Start at the line in the entries below that contains "per container name.", stop at the line that contains "Unmount the container's root filesystem", and output exactly the lines in that span, both ends included.

**Data shown:**
+++
//! Fetching http(s) sources
//!
//! Remote content is downloaded to a temporary file first so the checksum
//! can be verified before anything lands in the container. Remote
//! archives are never extracted.

use crate::error::{StowageError, StowageResult};
use crate::ingest::options::RetryPolicy;
use sha2::{Digest, Sha256};
use std::fs;
use std::io::{self, Read, Write};
use std::path::{Path, PathBuf};
use std::thread;
use std::time::{Duration, SystemTime};
use tempfile::NamedTempFile;
use tokio_util::sync::CancellationToken;
use tracing::{debug, info, warn};
use ureq::tls::{Certificate, RootCerts, TlsConfig};

/// Name used when a URL path has no final segment
const FALLBACK_NAME: &str = "download";

/// Transport settings for downloads
#[derive(Debug, Clone, Default)]
pub struct RemoteSettings {
    pub tls_verify: bool,
    /// Directory of PEM certificates trusted instead of the defaults
    pub cert_dir: Option<PathBuf>,
}

/// A fully downloaded source
pub struct Download {
    pub file: NamedTempFile,
    /// File name taken from the URL path
    pub name: String,
    /// From the Last-Modified header
    pub modified: Option<SystemTime>,
    /// Hex SHA-256 of the body
    pub sha256: String,
}

/// Download `url`, retrying transport failures per `retry`
pub fn fetch(
    url: &str,
    settings: &RemoteSettings,
    checksum: Option<&str>,
    retry: RetryPolicy,
    cancel: &CancellationToken,
) -> StowageResult<Download> {
    let agent = build_agent(settings)?;
    let attempts = retry.max_attempts();

    let mut attempt = 1;
    loop {
        if cancel.is_cancelled() {
            return Err(StowageError::Cancelled);
        }
        match fetch_once(&agent, url) {
            Ok(download) => {
                if let Some(expected) = checksum {
                    if download.sha256 != expected {
                        return Err(StowageError::ChecksumMismatch {
                            url: url.to_string(),
                            expected: format!("sha256:{}", expected),
                            actual: format!("sha256:{}", download.sha256),
                        });
                    }
                }
                return Ok(download);
            }
            Err(e) if e.is_retryable() && attempt < attempts => {
                warn!(
                    "Download of {} failed (attempt {}/{}): {}; retrying in {:?}",
                    url, attempt, attempts, e, retry.delay
                );
                if !sleep_unless_cancelled(retry.delay, cancel) {
                    return Err(StowageError::Cancelled);
                }
                attempt += 1;
            }
            Err(e) => return Err(e),
        }
    }
}

fn build_agent(settings: &RemoteSettings) -> StowageResult<ureq::Agent> {
    let mut tls = TlsConfig::builder().disable_verification(!settings.tls_verify);
    if let Some(ref dir) = settings.cert_dir {
        let certs = load_certificates(dir)?;
        if !certs.is_empty() {
            tls = tls.root_certs(RootCerts::new_with_certs(&certs));
        }
    }

    let config = ureq::Agent::config_builder()
        .tls_config(tls.build())
        .http_status_as_error(true)
        .build();
    Ok(ureq::Agent::new_with_config(config))
}

/// Read every `.crt`/`.pem` file in `dir`
fn load_certificates(dir: &Path) -> StowageResult<Vec<Certificate<'static>>> {
    let entries = fs::read_dir(dir)
        .map_err(|e| StowageError::io(format!("reading certificate dir {}", dir.display()), e))?;

    let mut certs = Vec::new();
    for entry in entries.flatten() {
        let path = entry.path();
        let is_cert = path
            .extension()
            .is_some_and(|ext| ext == "crt" || ext == "pem");
        if !is_cert {
            continue;
        }
        let pem = fs::read(&path)
            .map_err(|e| StowageError::io(format!("reading certificate {}", path.display()), e))?;
        match Certificate::from_pem(&pem) {
            Ok(cert) => certs.push(cert),
            Err(e) => warn!("Skipping certificate {}: {}", path.display(), e),
        }
    }
    debug!("Loaded {} certificates from {}", certs.len(), dir.display());
    Ok(certs)
}

fn fetch_once(agent: &ureq::Agent, url: &str) -> StowageResult<Download> {
    info!("Downloading {}", url);

    let response = agent.get(url).call().map_err(|e| match e {
        ureq::Error::StatusCode(status) if (400..500).contains(&status) => StowageError::HttpStatus {
            url: url.to_string(),
            status,
        },
        other => StowageError::Download {
            url: url.to_string(),
            reason: other.to_string(),
        },
    })?;

    let modified = response
        .headers()
        .get("last-modified")
        .and_then(|v| v.to_str().ok())
        .and_then(parse_http_date);

    let mut file = NamedTempFile::new().map_err(|e| StowageError::io("creating download file", e))?;
    let mut hasher = Sha256::new();
    let mut reader = response.into_body().into_reader();
    let mut buf = [0u8; 64 * 1024];
    loop {
        let n = match reader.read(&mut buf) {
            Ok(0) => break,
            Ok(n) => n,
            Err(e) if e.kind() == io::ErrorKind::Interrupted => continue,
            Err(e) => {
                return Err(StowageError::Download {
                    url: url.to_string(),
                    reason: e.to_string(),
                })
            }
        };
        hasher.update(&buf[..n]);
        file.write_all(&buf[..n])
            .map_err(|e| StowageError::io(format!("writing download of {}", url), e))?;
    }
    file.flush()
        .map_err(|e| StowageError::io(format!("writing download of {}", url), e))?;

    Ok(Download {
        file,
        name: url_file_name(url),
        modified,
        sha256: hex::encode(hasher.finalize()),
    })
}

/// Sleep for `delay`, waking early on cancellation; false when cancelled
fn sleep_unless_cancelled(delay: Duration, cancel: &CancellationToken) -> bool {
    let step = Duration::from_millis(50);
    let mut remaining = delay;
    while !remaining.is_zero() {
        if cancel.is_cancelled() {
            return false;
        }
        let nap = remaining.min(step);
        thread::sleep(nap);
        remaining -= nap;
    }
    !cancel.is_cancelled()
}

fn parse_http_date(value: &str) -> Option<SystemTime> {
    chrono::DateTime::parse_from_rfc2822(value)
        .ok()
        .map(|t| SystemTime::from(t.with_timezone(&chrono::Utc)))
}

/// Last path segment of a URL, ignoring query and fragment
pub fn url_file_name(url: &str) -> String {
    let without_scheme = url.split_once("://").map(|(_, rest)| rest).unwrap_or(url);
    let without_query = without_scheme
        .split(['?', '#'])
        .next()
        .unwrap_or(without_scheme);
    match without_query.split_once('/') {
        Some((_, path)) => path
            .rsplit('/')
            .find(|segment| !segment.is_empty())
            .map(str::to_string)
            .unwrap_or_else(|| FALLBACK_NAME.to_string()),
        None => FALLBACK_NAME.to_string(),
    }
}
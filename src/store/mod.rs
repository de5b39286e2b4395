//! Image and container store abstraction
//!
//! The store owns image pulls, container creation, filesystem mounts and
//! metadata persistence. Ingestion only talks to it through [`ImageStore`].

mod podman;
pub mod record;
#[cfg(test)]
pub(crate) mod testing;

pub use podman::PodmanStore;
pub use record::BuilderRecords;

use crate::builder::Builder;
use crate::error::StowageResult;
use async_trait::async_trait;
use std::path::PathBuf;
use tokio::io::{AsyncBufReadExt, BufReader};

/// Registry and transport settings for one pull attempt
#[derive(Debug, Clone)]
pub struct PullOptions {
    /// Require HTTPS and verify certificates
    pub tls_verify: bool,
    /// Directory of certificates for registry access
    pub cert_dir: Option<PathBuf>,
    /// `username[:password]` for registry access
    pub creds: Option<String>,
    /// Registry authentication file
    pub authfile: Option<PathBuf>,
    /// Signature policy file
    pub signature_policy: Option<PathBuf>,
    /// Keys needed to decrypt an encrypted image
    pub decryption_keys: Vec<String>,
    /// Forward pull progress to stderr
    pub report_progress: bool,
}

impl Default for PullOptions {
    fn default() -> Self {
        Self {
            tls_verify: true,
            cert_dir: None,
            creds: None,
            authfile: None,
            signature_policy: None,
            decryption_keys: vec![],
            report_progress: false,
        }
    }
}

/// Abstract image/container store
///
/// Implementations are expected to serialize access per container name.
#[async_trait]
pub trait ImageStore: Send + Sync {
    /// Open an existing working container by name or ID
    ///
    /// Fails with [`crate::StowageError::ContainerUnknown`] when no such
    /// container exists; callers rely on that classification.
    async fn open_existing(&self, name: &str) -> StowageResult<Builder>;

    /// Make one attempt to pull `image` and create a working container from it
    async fn pull(&self, image: &str, options: &PullOptions) -> StowageResult<Builder>;

    /// Mount the container's root filesystem and return its host path
    async fn mount(&self, builder: &Builder) -> StowageResult<PathBuf>;

    /// Unmount the container's root filesystem
    async fn unmount(&self, builder: &Builder) -> StowageResult<()>;

    /// Remove the container and its metadata
    async fn delete(&self, builder: &Builder) -> StowageResult<()>;

    /// Persist the builder's metadata
    async fn save(&self, builder: &Builder) -> StowageResult<()>;
}

/// Stream stdout+stderr from a child process, calling `on_output` for each line.
///
/// Returns all collected output lines for error reporting.
pub(crate) async fn stream_child_output(
    child: &mut tokio::process::Child,
    on_output: &(dyn Fn(String) + Send + Sync),
) -> Vec<String> {
    let mut all_output = Vec::new();
    let (Some(stderr), Some(stdout)) = (child.stderr.take(), child.stdout.take()) else {
        return all_output;
    };

    let mut stderr_reader = BufReader::new(stderr).lines();
    let mut stdout_reader = BufReader::new(stdout).lines();

    let mut stderr_done = false;
    let mut stdout_done = false;

    while !stderr_done || !stdout_done {
        tokio::select! {
            line = stderr_reader.next_line(), if !stderr_done => {
                match line {
                    Ok(Some(line)) => {
                        on_output(line.clone());
                        all_output.push(line);
                    }
                    _ => stderr_done = true,
                }
            }
            line = stdout_reader.next_line(), if !stdout_done => {
                match line {
                    Ok(Some(line)) => {
                        on_output(line.clone());
                        all_output.push(line);
                    }
                    _ => stdout_done = true,
                }
            }
        }
    }

    all_output
}
use crate::event::Field;
use anyhow::{Context, Result, bail};
use serde::{Deserialize, Serialize};

/// Contact record carried as JSON in the message body.
#[derive(Debug, Default, Clone, PartialEq, Deserialize, Serialize)]
#[serde(rename_all = "camelCase", default)]
pub struct Person {
    pub firstname: Field<String>,
    pub lastname: Field<String>,
    pub company: Field<String>,
    pub street: Field<String>,
    pub city: Field<String>,
    pub county: Field<String>,
    pub state: Field<String>,
    pub zip: Field<String>,
    pub home_phone: Field<String>,
    pub cell_phone: Field<String>,
    pub email: Field<String>,
    pub website: Field<String>,
}

impl Person {
    /// The body must be a JSON object; arrays and scalars are rejected.
    pub fn parse(body: &str) -> Result<Person> {
        let value: serde_json::Value =
            serde_json::from_str(body).context("message body is not JSON")?;
        if !value.is_object() {
            bail!("message body is not a JSON object");
        }
        Person::deserialize(value).context("message body is not a person record")
    }
}
use anyhow::Result;
use lambda_runtime::tracing;

pub mod config;
pub mod event;
pub mod person;
pub mod record;
pub mod store;

pub use config::Config;
pub use event::{BrokerEvent, BrokerMessage};
pub use person::Person;
pub use record::StorageRecord;
pub use store::{DynamoStore, RecordStore};

pub const SUCCESS: &str = "200";
pub const FAILURE: &str = "500";

pub struct Process<S> {
    store: Option<S>,
}

impl<S: RecordStore> Process<S> {
    /// Without a store, messages are decoded and logged but nothing is written.
    pub fn new(store: Option<S>) -> Process<S> {
        Process { store }
    }

    /// Runs the whole batch and reports it as a single status. An event that
    /// does not parse, or the first failing message, fails the batch.
    pub async fn handle(&self, payload: &serde_json::Value) -> &'static str {
        tracing::info!("Event: {}", payload);

        match self.handle_payload(payload).await {
            Ok(written) => {
                tracing::info!("Number of records written: {}", written);
                SUCCESS
            }
            Err(err) => {
                tracing::error!("An exception happened - {:#}", err);
                FAILURE
            }
        }
    }

    async fn handle_payload(&self, payload: &serde_json::Value) -> Result<usize> {
        let event = BrokerEvent::from_value(payload)?;
        tracing::info!("Number of messages received: {}", event.messages.len());
        self.run(&event).await
    }

    pub async fn run(&self, event: &BrokerEvent) -> Result<usize> {
        let mut written = 0;
        for message in &event.messages {
            if self.process_message(event, message).await? {
                written += 1;
            }
        }

        Ok(written)
    }

    async fn process_message(&self, event: &BrokerEvent, message: &BrokerMessage) -> Result<bool> {
        let receive_time = chrono::Utc::now().timestamp_millis();

        tracing::info!("Message: {}", serde_json::to_string(message)?);

        let body = message.decode_body()?;
        tracing::info!("Message body: {}", body);

        event::log_details(event, message);

        let person = Person::parse(&body)?;
        tracing::info!("This person = {}", serde_json::to_string(&person)?);

        let Some(store) = &self.store else {
            return Ok(false);
        };

        let record = StorageRecord::new(event, message, &person, receive_time);
        tracing::info!("Now inserting a row for messageID = {}", record.key());
        store.put(&record).await.inspect_err(|err| {
            tracing::error!("Error inserting messageID = {}: {:#}", record.key(), err)
        })?;
        tracing::info!("Now done inserting a row for messageID = {}", record.key());

        Ok(true)
    }
}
+++
**Your solution:**
/// Implementations are expected to serialize access per container name.
#[async_trait]
pub trait ImageStore: Send + Sync {
    /// Open an existing working container by name or ID
    ///
    /// Fails with [`crate::StowageError::ContainerUnknown`] when no such
    /// container exists; callers rely on that classification.
    async fn open_existing(&self, name: &str) -> StowageResult<Builder>;

    /// Make one attempt to pull `image` and create a working container from it
    async fn pull(&self, image: &str, options: &PullOptions) -> StowageResult<Builder>;

    /// Mount the container's root filesystem and return its host path
    async fn mount(&self, builder: &Builder) -> StowageResult<PathBuf>;

    /// Unmount the container's root filesystem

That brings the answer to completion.